* _Exercise goal_
Reproduce exactly the lines below, from the first through the one containing "pub fn from_text(text: &str, skip_rows: usize)", and nothing more.

* _Data extracts_
--
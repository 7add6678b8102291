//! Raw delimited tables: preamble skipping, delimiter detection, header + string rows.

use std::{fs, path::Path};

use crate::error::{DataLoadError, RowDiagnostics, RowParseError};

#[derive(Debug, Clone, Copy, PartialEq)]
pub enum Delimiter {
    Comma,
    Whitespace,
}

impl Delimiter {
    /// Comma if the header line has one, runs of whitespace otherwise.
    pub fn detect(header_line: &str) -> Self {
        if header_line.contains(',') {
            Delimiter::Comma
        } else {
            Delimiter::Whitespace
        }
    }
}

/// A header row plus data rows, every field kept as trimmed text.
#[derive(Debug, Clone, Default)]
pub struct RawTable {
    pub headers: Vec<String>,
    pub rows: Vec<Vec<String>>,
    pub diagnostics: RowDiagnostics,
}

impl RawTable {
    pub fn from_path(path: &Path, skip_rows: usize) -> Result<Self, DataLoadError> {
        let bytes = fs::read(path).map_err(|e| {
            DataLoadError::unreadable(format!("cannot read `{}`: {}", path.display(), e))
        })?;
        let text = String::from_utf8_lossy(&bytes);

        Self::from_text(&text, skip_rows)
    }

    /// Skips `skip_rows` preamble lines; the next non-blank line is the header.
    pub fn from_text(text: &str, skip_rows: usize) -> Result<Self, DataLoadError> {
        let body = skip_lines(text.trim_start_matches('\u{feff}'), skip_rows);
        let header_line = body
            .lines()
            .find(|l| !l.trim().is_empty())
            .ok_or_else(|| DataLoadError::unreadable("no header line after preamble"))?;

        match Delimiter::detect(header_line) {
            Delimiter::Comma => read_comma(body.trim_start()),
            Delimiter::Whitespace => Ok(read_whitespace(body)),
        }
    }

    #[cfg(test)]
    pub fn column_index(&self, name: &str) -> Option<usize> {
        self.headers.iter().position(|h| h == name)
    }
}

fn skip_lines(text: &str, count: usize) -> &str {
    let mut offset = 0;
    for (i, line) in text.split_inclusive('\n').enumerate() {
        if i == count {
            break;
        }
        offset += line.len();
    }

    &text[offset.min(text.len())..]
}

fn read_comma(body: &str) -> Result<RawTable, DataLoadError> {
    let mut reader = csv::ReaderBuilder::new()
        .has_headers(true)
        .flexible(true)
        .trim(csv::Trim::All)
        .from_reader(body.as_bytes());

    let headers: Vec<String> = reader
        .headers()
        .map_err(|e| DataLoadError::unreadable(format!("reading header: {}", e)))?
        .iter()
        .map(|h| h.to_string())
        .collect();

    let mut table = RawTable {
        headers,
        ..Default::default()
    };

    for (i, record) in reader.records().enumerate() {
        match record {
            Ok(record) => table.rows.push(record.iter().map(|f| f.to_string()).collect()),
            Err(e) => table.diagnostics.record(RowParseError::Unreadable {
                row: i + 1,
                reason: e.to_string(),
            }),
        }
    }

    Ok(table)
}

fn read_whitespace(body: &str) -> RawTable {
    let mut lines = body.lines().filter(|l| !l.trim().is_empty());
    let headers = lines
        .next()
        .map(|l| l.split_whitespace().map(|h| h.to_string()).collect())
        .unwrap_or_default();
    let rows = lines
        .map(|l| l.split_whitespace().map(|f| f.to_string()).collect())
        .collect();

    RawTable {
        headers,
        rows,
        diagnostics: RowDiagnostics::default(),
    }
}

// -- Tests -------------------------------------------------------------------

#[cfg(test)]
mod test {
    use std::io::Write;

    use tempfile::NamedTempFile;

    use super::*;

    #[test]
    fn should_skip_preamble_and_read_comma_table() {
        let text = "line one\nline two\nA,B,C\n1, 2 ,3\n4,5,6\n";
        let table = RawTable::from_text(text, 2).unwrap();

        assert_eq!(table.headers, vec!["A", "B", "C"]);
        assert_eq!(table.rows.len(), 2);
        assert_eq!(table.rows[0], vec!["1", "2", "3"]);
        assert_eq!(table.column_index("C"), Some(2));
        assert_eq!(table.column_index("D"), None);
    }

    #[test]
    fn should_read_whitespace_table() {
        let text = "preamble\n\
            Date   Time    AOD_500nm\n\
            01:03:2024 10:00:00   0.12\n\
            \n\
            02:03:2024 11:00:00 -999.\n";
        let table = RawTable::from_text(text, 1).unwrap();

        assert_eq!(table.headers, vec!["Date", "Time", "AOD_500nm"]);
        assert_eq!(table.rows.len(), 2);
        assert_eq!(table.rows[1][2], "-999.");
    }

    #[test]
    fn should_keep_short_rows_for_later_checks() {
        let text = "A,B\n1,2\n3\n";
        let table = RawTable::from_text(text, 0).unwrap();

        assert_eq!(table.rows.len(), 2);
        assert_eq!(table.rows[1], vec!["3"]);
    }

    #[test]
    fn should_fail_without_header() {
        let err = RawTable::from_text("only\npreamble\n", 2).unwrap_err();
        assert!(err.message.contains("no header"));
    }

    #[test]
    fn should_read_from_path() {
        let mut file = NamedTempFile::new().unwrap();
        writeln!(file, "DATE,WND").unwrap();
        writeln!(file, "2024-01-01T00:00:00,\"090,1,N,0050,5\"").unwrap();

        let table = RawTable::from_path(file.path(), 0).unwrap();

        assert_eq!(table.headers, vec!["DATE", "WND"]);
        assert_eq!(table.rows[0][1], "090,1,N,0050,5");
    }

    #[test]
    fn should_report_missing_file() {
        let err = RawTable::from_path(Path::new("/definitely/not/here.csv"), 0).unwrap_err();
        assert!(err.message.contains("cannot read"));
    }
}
--
* _Solution to the exercise_
repository 7add6678b8102291
//! Raw delimited tables: preamble skipping, delimiter detection, header + string rows.

use std::{fs, path::Path};

use crate::error::{DataLoadError, RowDiagnostics, RowParseError};

#[derive(Debug, Clone, Copy, PartialEq)]
pub enum Delimiter {
    Comma,
    Whitespace,
}

impl Delimiter {
    /// Comma if the header line has one, runs of whitespace otherwise.
    pub fn detect(header_line: &str) -> Self {
        if header_line.contains(',') {
            Delimiter::Comma
        } else {
            Delimiter::Whitespace
        }
    }
}

/// A header row plus data rows, every field kept as trimmed text.
#[derive(Debug, Clone, Default)]
pub struct RawTable {
    pub headers: Vec<String>,
    pub rows: Vec<Vec<String>>,
    pub diagnostics: RowDiagnostics,
}

impl RawTable {
    pub fn from_path(path: &Path, skip_rows: usize) -> Result<Self, DataLoadError> {
        let bytes = fs::read(path).map_err(|e| {
            DataLoadError::unreadable(format!("cannot read `{}`: {}", path.display(), e))
        })?;
        let text = String::from_utf8_lossy(&bytes);

        Self::from_text(&text, skip_rows)
    }

    /// Skips `skip_rows` preamble lines; the next non-blank line is the header.
    pub fn from_text(text: &str, skip_rows: usize) -> Result<Self, DataLoadError> {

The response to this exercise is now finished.